Each line from the one containing "precomputes the per-grid-point" through the last line of the material below is to be transcribed exactly, with nothing else included.

[Data for this task]

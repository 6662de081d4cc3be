#![warn(missing_docs)]

//! Molecular line data and source functions for specline.
//!
//! This crate carries the radiating-species tables produced by the external
//! molecular-data loader (frequencies, Einstein coefficients, level
//! indices, cosmic-background intensities), precomputes the per-grid-point
//! auxiliary quantities the ray tracer needs in its hot loop, and evaluates
//! the continuum, line, and polarized source functions.

pub mod aux;
pub mod consts;
pub mod data;
pub mod source;

pub use aux::{build_aux, PointAux, SpeciesAux};
pub use data::{line_refs, LineRef, MolData, MolDataError};
pub use source::{continuum, line, polarized, MAX_POLARIZATION};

[/Data for this task]

== Task result ==
//! indices, cosmic-background intensities), precomputes the per-grid-point
//! auxiliary quantities the ray tracer needs in its hot loop, and evaluates
//! the continuum, line, and polarized source functions.

pub mod aux;
pub mod consts;
pub mod data;
pub mod source;

pub use aux::{build_aux, PointAux, SpeciesAux};
pub use data::{line_refs, LineRef, MolData, MolDataError};
pub use source::{continuum, line, polarized, MAX_POLARIZATION};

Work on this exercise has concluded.